No explanations or justifications assuage those voids.

Chains will he break for the slave is our brother.

I am grateful that when God saw the mess we made of our world, he did not come with weapons to repay us in kind. Rather, he came in dark skin with lungs that require oxygen as a needy, vulnerable child who would grow up within religious and political systems run by authorities concerned with self-preservation and control.

And God-as-man would subvert them not with power but with surrender, not with vengeance but with forgiveness, not with violence but with peace.

And in his name all oppression shall cease.

Jesus is scandalous because his justice is accomplished by self-sacrifice, because his judgement is mercy.

Jesus is scandalous because he does not dignify the self-righteous and vilify the criminal. Jesus is scandalous because he does not believe one man's sin renders his life less valuable than another.

His is a methodology that is foolishness to our world and our culture and even our churches. Jesus would never bother over nativity scenes in front of government buildings or cashiers wishing customers a "Happy Holidays" because he's too busy bleeding with victims of actual oppression.

Sweet hymns of joy in grateful chorus raise we.

He is nothing like us. His instinct is neither self-defense nor revenge.

Let all within us praise His holy name.

This Christmas, I grieve and lament the tragic losses we inflict upon each other.

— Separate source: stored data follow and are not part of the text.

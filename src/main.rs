use album_convert::backend::remote::RemoteSettings;
use album_convert::backend::{LocalBackend, RecordStore, RemoteBackend};
use album_convert::clock::SystemClock;
use album_convert::config::{self, ConfigError, ConvertConfig};
use album_convert::convert::{
    self, CancelToken, ConvertError, ConvertOptions, ConvertSummary, DeletePolicy,
};
use album_convert::output;
use clap::{Parser, Subcommand};
use std::io::{BufRead, IsTerminal, Write};
use std::path::PathBuf;
use std::process::ExitCode;
use std::time::Duration;
use thiserror::Error;
use tracing::warn;
use tracing_subscriber::{layer::SubscriberExt, util::SubscriberInitExt};

fn version_string() -> &'static str {
    let on_tag = env!("ON_RELEASE_TAG");
    if on_tag == "true" {
        env!("CARGO_PKG_VERSION")
    } else {
        let hash = env!("GIT_HASH");
        if hash.is_empty() {
            "dev@unknown"
        } else {
            // Leaked once at startup, called exactly once
            Box::leak(format!("dev@{hash}").into_boxed_str())
        }
    }
}

#[derive(Parser)]
#[command(name = "album-convert")]
#[command(about = "Split album records into one portfolio record per photo")]
#[command(long_about = "\
Split album records into one portfolio record per photo

An album is a markdown file whose YAML header lists several photos:

  ---
  albumName: Summer
  category: Landscape
  baseTitle: Beach
  date: 2024-01-01
  images:
    - /images/uploads/a.jpg
    - /images/uploads/b.jpg
  ---

Each image becomes its own portfolio record titled \"Beach 1\", \"Beach 2\", ...
carrying the album's category, name and date.

Missing fields fall back to: albumName \"Unnamed Album\", category
\"Portrait\", baseTitle \"Photo\", date = now.

'local' works on a checkout; 'remote' commits straight to a GitHub
repository using the token in GITHUB_TOKEN.

Run 'album-convert gen-config' to generate a documented album-convert.toml.")]
#[command(version = version_string())]
struct Cli {
    /// Config file (default: album-convert.toml, if present)
    #[arg(long, global = true)]
    config: Option<PathBuf>,

    /// Show debug logging on stderr
    #[arg(short, long, global = true)]
    verbose: bool,

    #[command(subcommand)]
    command: Command,
}

/// Flags shared by the converting commands.
#[derive(clap::Args, Clone)]
struct RunArgs {
    /// Parse and plan without writing or deleting anything
    #[arg(long)]
    dry_run: bool,
}

#[derive(Subcommand)]
enum Command {
    /// Convert albums in a local content directory
    Local {
        /// Directory holding album records
        #[arg(long)]
        albums_dir: Option<PathBuf>,
        /// Directory receiving portfolio records
        #[arg(long)]
        portfolio_dir: Option<PathBuf>,
        /// Remove each album once all of its photos were written
        #[arg(long)]
        delete_source: bool,
        #[command(flatten)]
        run: RunArgs,
    },
    /// Convert albums in a GitHub repository through the contents API
    Remote {
        /// Repository owner
        #[arg(long)]
        owner: Option<String>,
        /// Repository name
        #[arg(long)]
        repo: Option<String>,
        /// Branch to read from and commit to
        #[arg(long)]
        branch: Option<String>,
        /// API root, for GitHub Enterprise
        #[arg(long)]
        api_base: Option<String>,
        /// When to delete a source album after conversion
        #[arg(long, value_enum)]
        delete_policy: Option<DeletePolicy>,
        #[command(flatten)]
        run: RunArgs,
    },
    /// Print a stock album-convert.toml with all options documented
    GenConfig,
}

#[derive(Error, Debug)]
enum CliError {
    #[error(transparent)]
    Config(#[from] ConfigError),
    #[error(transparent)]
    Convert(#[from] ConvertError),
    #[error("missing {what}: pass {flag} or set {env}")]
    Missing {
        what: &'static str,
        flag: &'static str,
        env: &'static str,
    },
    #[error("no access token: set the {0} environment variable")]
    MissingToken(String),
    #[error("IO error: {0}")]
    Io(#[from] std::io::Error),
    #[error("cancelled")]
    Cancelled,
}

fn main() -> ExitCode {
    let cli = Cli::parse();
    init_logging(cli.verbose);

    match run(cli) {
        Ok(()) => ExitCode::SUCCESS,
        Err(CliError::Cancelled) => {
            eprintln!("Cancelled");
            ExitCode::SUCCESS
        }
        Err(e) => {
            eprintln!("fatal error: {}", error_chain(&e));
            ExitCode::FAILURE
        }
    }
}

/// `e: cause: cause` for the whole source chain.
fn error_chain(e: &dyn std::error::Error) -> String {
    let mut message = e.to_string();
    let mut source = e.source();
    while let Some(cause) = source {
        let text = cause.to_string();
        // thiserror messages often embed their source already
        if !message.contains(&text) {
            message.push_str(": ");
            message.push_str(&text);
        }
        source = cause.source();
    }
    message
}

fn init_logging(verbose: bool) {
    let default = if verbose {
        "album_convert=debug"
    } else {
        "album_convert=info"
    };
    tracing_subscriber::registry()
        .with(
            tracing_subscriber::EnvFilter::try_from_default_env()
                .unwrap_or_else(|_| default.into()),
        )
        .with(tracing_subscriber::fmt::layer().with_writer(std::io::stderr))
        .init();
}

fn run(cli: Cli) -> Result<(), CliError> {
    match cli.command {
        Command::GenConfig => {
            print!("{}", config::stock_config_toml());
        }
        Command::Local {
            albums_dir,
            portfolio_dir,
            delete_source,
            run: run_args,
        } => {
            let mut config = config::load_config(cli.config.as_deref())?;
            if let Some(dir) = albums_dir {
                config.local.albums_dir = dir;
            }
            if let Some(dir) = portfolio_dir {
                config.local.portfolio_dir = dir;
            }
            config.local.delete_source |= delete_source;
            config.validate()?;

            let store = LocalBackend::new(&config.local.albums_dir, &config.local.portfolio_dir);
            let options = ConvertOptions {
                delete_policy: config.local.delete_policy(),
                dry_run: run_args.dry_run,
                cancel: CancelToken::new(),
            };
            run_conversion(&store, &options)?;
        }
        Command::Remote {
            owner,
            repo,
            branch,
            api_base,
            delete_policy,
            run: run_args,
        } => {
            let mut config = config::load_config(cli.config.as_deref())?;
            config.apply_env(|key| std::env::var(key).ok());
            let remote = &mut config.remote;
            if owner.is_some() {
                remote.owner = owner;
            }
            if repo.is_some() {
                remote.repo = repo;
            }
            if branch.is_some() {
                remote.branch = branch;
            }
            if let Some(api_base) = api_base {
                remote.api_base = api_base;
            }
            if let Some(policy) = delete_policy {
                remote.delete_policy = policy;
            }
            config.validate()?;

            let settings = remote_settings(&config, |key| std::env::var(key).ok())?;
            let options = ConvertOptions {
                delete_policy: config.remote.delete_policy,
                dry_run: run_args.dry_run,
                cancel: CancelToken::new(),
            };
            let store = RemoteBackend::new(settings);
            run_conversion(&store, &options)?;
        }
    }
    Ok(())
}

/// Fill in anything the config layers left unset, prompting on a terminal.
///
/// The token is only ever taken from the environment, never prompted for:
/// typing it would echo a secret into the terminal and its scrollback.
fn remote_settings(
    config: &ConvertConfig,
    env: impl Fn(&str) -> Option<String>,
) -> Result<RemoteSettings, CliError> {
    let token = config
        .token(env)
        .ok_or_else(|| CliError::MissingToken(config.remote.token_env.clone()))?;
    let owner = match &config.remote.owner {
        Some(owner) => owner.clone(),
        None => prompt("Repository owner", "repository owner", "--owner", config::OWNER_ENV)?,
    };
    let repo = match &config.remote.repo {
        Some(repo) => repo.clone(),
        None => prompt("Repository name", "repository name", "--repo", config::REPO_ENV)?,
    };
    Ok(RemoteSettings {
        api_base: config.remote.api_base.clone(),
        owner,
        repo,
        branch: config.remote.branch.clone(),
        token,
        albums_path: config.remote.albums_path.clone(),
        portfolio_path: config.remote.portfolio_path.clone(),
        timeout: Duration::from_secs(config.remote.timeout_secs),
    })
}

/// Ask for a value on an interactive terminal. Off a terminal the value is
/// simply missing; end of input cancels.
fn prompt(
    label: &str,
    what: &'static str,
    flag: &'static str,
    env: &'static str,
) -> Result<String, CliError> {
    let stdin = std::io::stdin();
    if !stdin.is_terminal() {
        return Err(CliError::Missing { what, flag, env });
    }
    let mut input = stdin.lock();
    loop {
        print!("{label}: ");
        std::io::stdout().flush()?;
        let mut line = String::new();
        if input.read_line(&mut line)? == 0 {
            println!();
            return Err(CliError::Cancelled);
        }
        let value = line.trim();
        if !value.is_empty() {
            return Ok(value.to_string());
        }
    }
}

/// Run the driver with a printer thread draining its events.
fn run_conversion(
    store: &impl RecordStore,
    options: &ConvertOptions,
) -> Result<ConvertSummary, CliError> {
    if options.dry_run {
        println!("==> Dry run: {}", store.location());
    } else {
        println!("==> Converting {}", store.location());
    }

    install_interrupt_handler(&options.cancel);

    let (tx, rx) = std::sync::mpsc::channel();
    let printer = std::thread::spawn(move || {
        for event in rx {
            output::print_event(&event);
        }
    });
    let result = convert::convert(store, &SystemClock, options, Some(tx));
    // The sender is gone once convert returns, so the printer finishes
    printer.join().ok();

    let summary = result?;
    output::print_summary(&summary);
    Ok(summary)
}

/// First Ctrl-C lets the current album finish and stops the run; a second
/// one aborts immediately.
fn install_interrupt_handler(cancel: &CancelToken) {
    let cancel = cancel.clone();
    let installed = ctrlc::set_handler(move || {
        if cancel.is_cancelled() {
            std::process::exit(130);
        }
        eprintln!("\nInterrupted by user, stopping after the current album (Ctrl-C again to abort)");
        cancel.cancel();
    });
    if let Err(e) = installed {
        warn!(error = %e, "could not install Ctrl-C handler");
    }
}
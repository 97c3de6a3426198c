use std::process::{Command, Output};

/// Run `git` in the crate directory; `None` when git is missing or fails.
fn git(args: &[&str]) -> Option<Output> {
    Command::new("git")
        .args(args)
        .output()
        .ok()
        .filter(|o| o.status.success())
}

fn main() {
    // HEAD moves on commit and checkout; tags may only land in packed-refs
    println!("cargo:rerun-if-changed=.git/HEAD");
    println!("cargo:rerun-if-changed=.git/refs/");
    println!("cargo:rerun-if-changed=.git/packed-refs");

    let hash = git(&["rev-parse", "--short", "HEAD"])
        .map(|o| String::from_utf8_lossy(&o.stdout).trim().to_string())
        .unwrap_or_default();
    let on_tag = git(&["describe", "--exact-match", "--tags", "HEAD"]).is_some();

    println!("cargo:rustc-env=GIT_HASH={hash}");
    println!("cargo:rustc-env=ON_RELEASE_TAG={on_tag}");
}
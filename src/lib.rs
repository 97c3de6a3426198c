//! # album-convert
//!
//! Turns album records into portfolio records. An album is a markdown file
//! whose YAML header lists several photos with shared metadata; the converter
//! writes one portfolio record per photo and optionally removes the album.
//!
//! ```text
//! content/albums/summer.md            content/portfolio/beach-1-1718000000000.md
//! ---                                 ---
//! albumName: Summer             →     image: a.jpg
//! baseTitle: Beach                    title: Beach 1
//! images: [a.jpg, b.jpg]              ...
//! ---                                 content/portfolio/beach-2-1718000000001.md
//! ```
//!
//! The same pipeline runs against a local checkout or, through the GitHub
//! contents API, against the repository itself.
//!
//! # Pipeline
//!
//! ```text
//! Discover  list album records        (RecordStore::list_album_records)
//! Read      fetch text + version      (RecordStore::read_record)
//! Parse     YAML header → AlbumRecord (frontmatter, types)
//! Fan out   one record per image      (transform)
//! Write     create-only               (RecordStore::write_portfolio_record)
//! Delete    per DeletePolicy          (RecordStore::delete_record)
//! ```
//!
//! Processing is sequential. Failures are scoped: a bad image fails one
//! record, a bad album is skipped, and only a failure to list albums stops
//! the run.
//!
//! # Module Map
//!
//! | Module | Role |
//! |--------|------|
//! | [`convert`] | Batch driver: discovery, per-album processing, delete policy, summary |
//! | [`transform`] | Fan-out of one album into portfolio records |
//! | [`backend`] | `RecordStore` trait with local filesystem and GitHub implementations |
//! | [`frontmatter`] | `---` delimited YAML header parsing and rendering |
//! | [`types`] | Album and portfolio records, handles, version tokens |
//! | [`naming`] | Slugs and portfolio record identifiers |
//! | [`clock`] | Timestamp source for identifiers and default dates |
//! | [`config`] | Layered `album-convert.toml` configuration |
//! | [`output`] | CLI output formatting for progress events and summaries |

pub mod backend;
pub mod clock;
pub mod config;
pub mod convert;
pub mod frontmatter;
pub mod naming;
pub mod output;
pub mod transform;
pub mod types;

#[cfg(test)]
pub(crate) mod test_helpers;
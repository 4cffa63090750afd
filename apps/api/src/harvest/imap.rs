//! Gmail source — one server-side X-GM-RAW search over IMAP/TLS, then local
//! RFC822 parsing and exact-window filtering.

use async_trait::async_trait;
use bytes::Bytes;
use chrono::{DateTime, Duration, Utc};
use mailparse::{DispositionType, MailHeaderMap, ParsedMail};
use tracing::{debug, info};

use crate::harvest::{
    decode_filename, is_resume_filename, HarvestError, MailSource, RawAttachment, TimeWindow,
};

const IMAP_PORT: u16 = 993;

pub struct ImapSource {
    host: String,
    email: String,
    app_password: String,
}

impl ImapSource {
    pub fn new(host: String, email: String, app_password: String) -> Self {
        Self {
            host,
            email,
            app_password,
        }
    }
}

#[async_trait]
impl MailSource for ImapSource {
    async fn fetch(&self, window: &TimeWindow) -> Result<Vec<RawAttachment>, HarvestError> {
        let host = self.host.clone();
        let email = self.email.clone();
        let password = self.app_password.clone();
        let window = *window;

        // The imap crate is blocking; keep the session off the async runtime.
        tokio::task::spawn_blocking(move || fetch_blocking(&host, &email, &password, &window))
            .await
            .map_err(|e| HarvestError::Provider(format!("IMAP task failed: {e}")))?
    }
}

/// Builds the single Gmail search query. The date bounds are widened by a day
/// on each side because Gmail's `after:`/`before:` operators are day-granular;
/// the exact window is re-applied per message after fetch.
pub fn gmail_query(window: &TimeWindow) -> String {
    let after = (window.start - Duration::days(1)).format("%Y/%m/%d");
    let before = (window.end + Duration::days(2)).format("%Y/%m/%d");
    format!(r#"X-GM-RAW "(filename:pdf OR filename:docx) after:{after} before:{before}""#)
}

fn fetch_blocking(
    host: &str,
    email: &str,
    password: &str,
    window: &TimeWindow,
) -> Result<Vec<RawAttachment>, HarvestError> {
    let tls = native_tls::TlsConnector::builder()
        .build()
        .map_err(|e| HarvestError::Provider(format!("TLS setup failed: {e}")))?;

    let client = imap::connect((host, IMAP_PORT), host, &tls)
        .map_err(|e| HarvestError::Provider(format!("IMAP connect failed: {e}")))?;

    let mut session = client
        .login(email, password)
        .map_err(|(e, _)| HarvestError::Auth(format!("Login failed: {e}")))?;

    session
        .select("INBOX")
        .map_err(|e| HarvestError::Provider(format!("INBOX select failed: {e}")))?;

    let query = gmail_query(window);
    debug!("IMAP search: {query}");

    let mut ids: Vec<u32> = session
        .search(&query)
        .map_err(|e| HarvestError::Provider(format!("IMAP search failed: {e}")))?
        .into_iter()
        .collect();

    if ids.is_empty() {
        session.logout().ok();
        return Ok(Vec::new());
    }

    // Higher sequence numbers are newer; order newest first.
    ids.sort_unstable_by(|a, b| b.cmp(a));
    let set = ids
        .iter()
        .map(u32::to_string)
        .collect::<Vec<_>>()
        .join(",");

    let fetches = session
        .fetch(&set, "RFC822")
        .map_err(|e| HarvestError::Provider(format!("IMAP fetch failed: {e}")))?;

    let mut by_seq: Vec<(u32, Vec<RawAttachment>)> = Vec::new();
    for fetch in fetches.iter() {
        if let Some(body) = fetch.body() {
            by_seq.push((fetch.message, collect_attachments(body, window)));
        }
    }
    session.logout().ok();

    by_seq.sort_unstable_by(|a, b| b.0.cmp(&a.0));
    let attachments: Vec<RawAttachment> =
        by_seq.into_iter().flat_map(|(_, atts)| atts).collect();

    info!(
        "Gmail scan matched {} messages, {} resume attachments",
        ids.len(),
        attachments.len()
    );
    Ok(attachments)
}

/// Parses one RFC822 message and returns its resume attachments, applying the
/// exact time window against the Date header. Unparsable dates pass through.
fn collect_attachments(raw: &[u8], window: &TimeWindow) -> Vec<RawAttachment> {
    let parsed = match mailparse::parse_mail(raw) {
        Ok(p) => p,
        Err(e) => {
            debug!("Skipping unparsable message: {e}");
            return Vec::new();
        }
    };

    let received = parsed
        .headers
        .get_first_value("Date")
        .and_then(|d| mailparse::dateparse(&d).ok())
        .and_then(|ts| DateTime::<Utc>::from_timestamp(ts, 0));

    if let Some(instant) = received {
        if !window.contains(instant) {
            return Vec::new();
        }
    }

    let sender = parsed.headers.get_first_value("From").unwrap_or_default();

    let mut out = Vec::new();
    visit_parts(&parsed, &mut |part| {
        let disposition = part.get_content_disposition();
        if disposition.disposition != DispositionType::Attachment {
            return;
        }
        let filename = disposition
            .params
            .get("filename")
            .cloned()
            .or_else(|| part.ctype.params.get("name").cloned());
        let Some(filename) = filename else { return };

        let filename = decode_filename(&filename);
        if !is_resume_filename(&filename) {
            return;
        }
        match part.get_body_raw() {
            Ok(bytes) => out.push(RawAttachment {
                filename,
                bytes: Bytes::from(bytes),
                sender: sender.clone(),
                received,
            }),
            Err(e) => debug!("Skipping undecodable attachment {filename}: {e}"),
        }
    });
    out
}

fn visit_parts<'a>(part: &'a ParsedMail<'a>, visit: &mut impl FnMut(&ParsedMail<'a>)) {
    visit(part);
    for sub in &part.subparts {
        visit_parts(sub, visit);
    }
}
//! CSV export of a ranked candidate list.

use anyhow::{anyhow, Result};
use chrono::NaiveDate;

use crate::models::candidate::Candidate;

const HEADER: [&str; 6] = ["Score (%)", "Name", "Phone", "Email", "Experience", "Skills"];

/// Renders candidates (already in ranked order) as CSV.
pub fn candidates_to_csv(candidates: &[Candidate]) -> Result<String> {
    let mut writer = csv::Writer::from_writer(Vec::new());
    writer.write_record(HEADER)?;
    for candidate in candidates {
        let profile = &candidate.profile;
        writer.write_record([
            profile.match_score.to_string(),
            profile.name.clone(),
            profile.phone.clone(),
            profile.email.clone(),
            profile.experience.clone(),
            profile.skills.clone(),
        ])?;
    }
    writer.flush()?;
    let data = writer
        .into_inner()
        .map_err(|e| anyhow!("CSV writer: {e}"))?;
    Ok(String::from_utf8(data)?)
}

pub fn export_filename(date: NaiveDate) -> String {
    format!("candidates_{}.csv", date.format("%Y%m%d"))
}

#[cfg(test)]
mod tests {
    use super::*;
    use bytes::Bytes;

    use crate::models::candidate::{Candidate, CandidateProfile, Verdict};

    fn candidate(name: &str, score: u8) -> Candidate {
        Candidate {
            profile: CandidateProfile {
                name: name.to_string(),
                email: format!("{}@example.com", name.to_lowercase()),
                phone: "+1 415 555 0100".to_string(),
                experience: "5 Years".to_string(),
                skills: "Python, AWS".to_string(),
                match_score: score,
            },
            verdict: Verdict::from_score(score, 50, 30),
            source_filename: format!("{name}.pdf"),
            bytes: Bytes::from_static(b"%PDF-1.4"),
            extracted_text: "text".to_string(),
            received: None,
        }
    }

    #[test]
    fn test_header_row_matches_export_columns() {
        let csv = candidates_to_csv(&[]).unwrap();
        assert_eq!(csv.trim_end(), "Score (%),Name,Phone,Email,Experience,Skills");
    }

    #[test]
    fn test_score_and_name_round_trip() {
        let csv = candidates_to_csv(&[candidate("Jane", 80)]).unwrap();
        let row = csv.lines().nth(1).unwrap();
        assert!(row.starts_with("80,Jane,"));
        assert!(row.contains("jane@example.com"));
    }

    #[test]
    fn test_rows_preserve_ranked_order() {
        let csv =
            candidates_to_csv(&[candidate("First", 90), candidate("Second", 40)]).unwrap();
        let lines: Vec<&str> = csv.lines().collect();
        assert!(lines[1].contains("First"));
        assert!(lines[2].contains("Second"));
    }

    #[test]
    fn test_fields_with_commas_are_quoted() {
        let csv = candidates_to_csv(&[candidate("Jane", 70)]).unwrap();
        // "Python, AWS" must survive as one field
        assert!(csv.contains("\"Python, AWS\""));
    }

    #[test]
    fn test_export_filename_format() {
        let date = NaiveDate::from_ymd_opt(2024, 3, 11).unwrap();
        assert_eq!(export_filename(date), "candidates_20240311.csv");
    }
}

But I celebrate Emmanuel, God with us, who lay in the street with Michael Brown and fought for air with Eric Garner and suffered with hostages in Sydney and rode trains with Muslim brothers and sisters afraid of backlash and bled alongside the children in Peshawar and knelt with the victims of ISIS, and who also descended into hell to whisper grace to the men who pulled the trigger, who swung the sword, who tightened their grip on judgement and power.

Christ is the Lord! O praise His Name forever.

What we see now is not the end of the story.

His power and glory evermore proclaim.

Easter is coming.

O night divine, O night, O night divine. 

But for now, Merry Christmas.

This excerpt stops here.